Bij wetgeving die gemeenten raakt wordt afhankelijk van het onderwerp soms ook advies gevraagd aan het Nederlands Genootschap van Burgemeesters, de Vereniging van Wethouders, de Vereniging van Gemeentesecretarissen, de Vereniging van Griffiers, Raadslidnu.nl en de Nederlandse Vereniging voor Burgerzaken. Bij wetgeving die provincies raakt, kan advies van de Kring van Commissarissen passend zijn.
De bevoegdheid van bepaalde instanties volgt uit hun instellingsbesluit.
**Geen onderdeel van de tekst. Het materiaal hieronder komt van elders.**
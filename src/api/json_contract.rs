use serde::{Deserialize, Serialize};
use serde_json::Value;
use tracing::{debug, trace};

use crate::core::DataFrame;
use crate::error::{PanelError, PanelResult};

pub const FRAMES_JSON_SCHEMA_V1: u32 = 1;

/// Versioned envelope around a batch of frames.
#[derive(Debug, Clone, PartialEq, Serialize, Deserialize)]
pub struct FramesJsonContractV1 {
    pub schema_version: u32,
    pub frames: Vec<DataFrame>,
}

/// Envelope as read from the wire; frames stay raw until admitted.
#[derive(Debug, Deserialize)]
struct FramesEnvelopeWire {
    schema_version: u32,
    frames: Vec<Value>,
}

impl DataFrame {
    /// Parses and validates one frame.
    ///
    /// A frame without a `length` key takes it from its first field. An
    /// explicit `length` is kept and must match every field.
    pub fn from_json_str(input: &str) -> PanelResult<Self> {
        let raw: Value = serde_json::from_str(input)
            .map_err(|e| PanelError::InvalidData(format!("failed to parse frame: {e}")))?;
        admit_frame(raw)
    }

    pub fn to_json_pretty(&self) -> PanelResult<String> {
        serde_json::to_string_pretty(self)
            .map_err(|e| PanelError::InvalidData(format!("failed to serialize frame: {e}")))
    }
}

/// Parses a bare JSON array of frames.
pub fn frames_from_json_str(input: &str) -> PanelResult<Vec<DataFrame>> {
    let raw: Vec<Value> = serde_json::from_str(input)
        .map_err(|e| PanelError::InvalidData(format!("failed to parse frames: {e}")))?;
    admit_frames(raw)
}

pub fn frames_to_json_pretty(frames: &[DataFrame]) -> PanelResult<String> {
    serde_json::to_string_pretty(frames)
        .map_err(|e| PanelError::InvalidData(format!("failed to serialize frames: {e}")))
}

pub fn frames_to_json_contract_v1_pretty(frames: &[DataFrame]) -> PanelResult<String> {
    let payload = FramesJsonContractV1 {
        schema_version: FRAMES_JSON_SCHEMA_V1,
        frames: frames.to_vec(),
    };
    serde_json::to_string_pretty(&payload).map_err(|e| {
        PanelError::InvalidData(format!("failed to serialize frames contract v1: {e}"))
    })
}

/// Parses either a bare frame array or a [`FramesJsonContractV1`] envelope.
pub fn frames_from_json_compat_str(input: &str) -> PanelResult<Vec<DataFrame>> {
    let raw: Value = serde_json::from_str(input)
        .map_err(|e| PanelError::InvalidData(format!("failed to parse frames json payload: {e}")))?;

    if let Value::Array(frames) = raw {
        return admit_frames(frames);
    }

    let payload: FramesEnvelopeWire = serde_json::from_value(raw).map_err(|e| {
        PanelError::InvalidData(format!(
            "frames json payload is neither an array nor a v1 envelope: {e}"
        ))
    })?;
    if payload.schema_version != FRAMES_JSON_SCHEMA_V1 {
        return Err(PanelError::InvalidData(format!(
            "unsupported frames schema version: {}",
            payload.schema_version
        )));
    }
    admit_frames(payload.frames)
}

fn admit_frames(raw: Vec<Value>) -> PanelResult<Vec<DataFrame>> {
    let frames = raw
        .into_iter()
        .map(admit_frame)
        .collect::<PanelResult<Vec<_>>>()?;
    debug!(frame_count = frames.len(), "decoded frames");
    Ok(frames)
}

fn admit_frame(raw: Value) -> PanelResult<DataFrame> {
    let has_length = raw.get("length").is_some();
    let mut frame: DataFrame = serde_json::from_value(raw)
        .map_err(|e| PanelError::InvalidData(format!("failed to parse frame: {e}")))?;
    if !has_length {
        if let Some(first) = frame.fields.first() {
            trace!(length = first.len(), "inferring frame length from first field");
            frame.length = first.len();
        }
    }
    frame.validate()?;
    Ok(frame)
}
Dit geldt bijvoorbeeld voor het Adviescollege toetsing regeldruk (artikel 2, tweede lid, van het Instellingsbesluit Adviescollege toetsing regeldruk) en het Adviescollege ICT-toetsing (artikel 2 van het Instellingsbesluit Adviescollege ICT-toetsing).
Voorstellen die zijn aangemerkt als ‘ingrijpende wijziging’ in de zin van artikel 39, tweede lid, van het Statuut moeten ter consultatie worden toegezonden aan de drie Caribische landen via de postbussen voor concordante wetgeving. Zie voor de vraag wanneer sprake is van een ‘ingrijpende wijziging’ en voor de e-mailadressen van de postbussen: nr. 8.